The same month, an army lieutenant forced his way into a state radio studio and announced that Kaunda had been overthrown, sending people rushing into the streets of Lusaka cheering.
The coup turned out to be a fiction and the lieutenant was arrested, but the public reaction had shown how low Kaunda’s popularity had sunk.
WEEP IN PUBLIC
Kaunda was not ashamed to weep in public and had a unique speaking style, emphasising key thoughts by repeating whole sentences, his trademark white handkerchief in his left hand.
He espoused an ideology of “humanism” mixing Christian ethics, traditional African values and socialistic principles.
In foreign affairs, Kaunda was a high-profile figure among the seven southern African states which led the fight against apartheid, and he let Nelson Mandela’s African National Congress (ANC) make a home-in-exile in Lusaka during the three decades it was banned in South Africa.
Kaunda also played a major role in Mozambique’s independence talks in 1975, Zimbabwe’s in 1980 and Namibia’s in 1990.
Despite accusations of corruption against his UNIP party, he won credit for bending with the winds of political change and preferring peaceful transition to violent confrontation.
He was philosophical about his defeat in 1991.
Urging unity and peace, he said in a broadcast: “Those who go into opposition are still an active catalyst for good government, indeed an integral part of good government.”
In 1996, Kaunda tried to make a political comeback, but he was blocked when Chiluba forced through constitutional amendments which declared the former “Father of the Nation” a foreigner because his parents came from Malawi.
He was arrested in December 1997 and charged with treason following a coup attempt by junior army officers two months earlier.
He was detained in a maximum security prison but later placed under house arrest until the state dropped the charges.

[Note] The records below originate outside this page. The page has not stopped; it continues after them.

use thiserror::Error;

const DEV_JWT_SECRET: &str = "dev-only-insecure-jwt-secret";

#[derive(Error, Debug, PartialEq, Eq)]
pub enum ConfigError {
    #[error("Invalid value for {key}: {value}")]
    InvalidValue { key: &'static str, value: String },
}

#[derive(Debug, Clone)]
pub struct AppConfig {
    pub host: String,
    pub port: u16,
    pub jwt_secret: String,
    pub jwt_ttl_secs: u64,
    pub cors_allowed_origins: Vec<String>,
    pub log_level: String,
}

impl AppConfig {
    /// Reads process environment; call `dotenv::dotenv()` first to pick up a `.env` file.
    pub fn from_env() -> Result<Self, ConfigError> {
        Self::from_lookup(|key| std::env::var(key).ok())
    }

    pub fn from_lookup<F>(lookup: F) -> Result<Self, ConfigError>
    where
        F: Fn(&str) -> Option<String>,
    {
        let get = |key: &str, default: &str| lookup(key).unwrap_or_else(|| default.to_string());

        let port_raw = get("PORT", "5000");
        let port = port_raw.parse::<u16>().map_err(|_| ConfigError::InvalidValue {
            key: "PORT",
            value: port_raw.clone(),
        })?;

        let ttl_raw = get("JWT_TTL_SECS", "3600");
        let jwt_ttl_secs = ttl_raw
            .parse::<u64>()
            .map_err(|_| ConfigError::InvalidValue {
                key: "JWT_TTL_SECS",
                value: ttl_raw.clone(),
            })?;

        let jwt_secret = lookup("JWT_SECRET")
            .filter(|s| !s.is_empty())
            .unwrap_or_else(|| DEV_JWT_SECRET.to_string());

        let cors_allowed_origins = get("CORS_ALLOWED_ORIGINS", "http://localhost:5173")
            .split(',')
            .map(str::trim)
            .filter(|o| !o.is_empty())
            .map(String::from)
            .collect();

        Ok(Self {
            host: get("HOST", "127.0.0.1"),
            port,
            jwt_secret,
            jwt_ttl_secs,
            cors_allowed_origins,
            log_level: get("LOG_LEVEL", "info"),
        })
    }

    pub fn uses_dev_secret(&self) -> bool {
        self.jwt_secret == DEV_JWT_SECRET
    }

    pub fn bind_address(&self) -> String {
        format!("{}:{}", self.host, self.port)
    }
}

After his son and political heir Wezi Kaunda was murdered in October 1999, Kaunda announced his withdrawal from domestic politics to concentrate on halting the spread of AIDS through his Kenneth Kaunda Children of Africa Foundation.
Apart from Masuzyo and Wezi, Kaunda and his wife Betty had six other children – four boys and two girls.
In his later years he led a quiet life, mostly staying at home and only occasionally appearing at state functions.
In a rare public appearance in September 2019, at the age of 95, he spoke out strongly against a wave of attacks in South Africa against foreigners from other African countries.
“Our brothers and sisters in South Africa should remember that these same people they are treating with cruelty are the same people who were comrades in arms in fighting the brutal apartheid regime,” Kaunda said.